(Dataset entries)
▬▬▬▬▬▬

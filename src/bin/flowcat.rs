//! Generate the workflows catalog.
//!
//! Usage:
//!   flowcat
//!   flowcat --workflows-dir workflows --catalog workflows/metadata/workflows_catalog.yaml
//!   flowcat --update-ownership

use anyhow::Result;
use clap::Parser;
use flowcat::{
    BuilderConfig, CatalogFile, generate_catalog, load_existing_catalog, merge_catalogs,
    save_catalog, scan_workflows,
};
use std::path::PathBuf;

#[derive(Parser, Debug)]
#[command(name = "flowcat")]
#[command(about = "Generate the workflows catalog from workflow definition files")]
struct Cli {
    /// Workflows tree to scan; discovered via FLOWCAT_ROOT or an upward
    /// search from the current directory when omitted.
    #[arg(long)]
    workflows_dir: Option<PathBuf>,
    /// Catalog output path; defaults to metadata/workflows_catalog.yaml
    /// under the workflows tree.
    #[arg(long)]
    catalog: Option<PathBuf>,
    /// Also update ownership.yaml (not implemented yet).
    #[arg(long)]
    update_ownership: bool,
}

fn main() {
    if let Err(err) = run() {
        eprintln!("{err:#}");
        std::process::exit(1);
    }
}

fn run() -> Result<()> {
    let cli = Cli::parse();
    let mut config = match cli.workflows_dir {
        Some(dir) => BuilderConfig::for_workflows_dir(dir),
        None => BuilderConfig::discover()?,
    };
    if let Some(path) = cli.catalog {
        config.catalog_path = path;
    }

    println!("Scanning workflow files...");
    let workflows = scan_workflows(&config)?;
    if workflows.is_empty() {
        // Leave whatever catalog already exists untouched.
        eprintln!(
            "flowcat: warning: no workflow files found under {}",
            config.workflows_dir.display()
        );
        return Ok(());
    }
    println!("Found {} workflows", workflows.len());

    let fresh = generate_catalog(workflows);
    let existing = load_existing_catalog(&config.catalog_path);
    let merged = merge_catalogs(existing.map(|file| file.catalog), fresh);
    let total = merged.total_workflows;
    save_catalog(&CatalogFile { catalog: merged }, &config.catalog_path)?;

    println!("Catalog generated: {}", config.catalog_path.display());
    println!("Total workflows: {total}");

    if cli.update_ownership {
        println!("Note: --update-ownership not yet implemented");
    }

    println!("Catalog generation complete");
    Ok(())
}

▬▬▬▬▬▬

▶ **Exercise directions**
In the records above, some lines may contain the word "fresh"; copy every one of them.

▶ **Response below**
    let fresh = generate_catalog(workflows);
    let merged = merge_catalogs(existing.map(|file| file.catalog), fresh);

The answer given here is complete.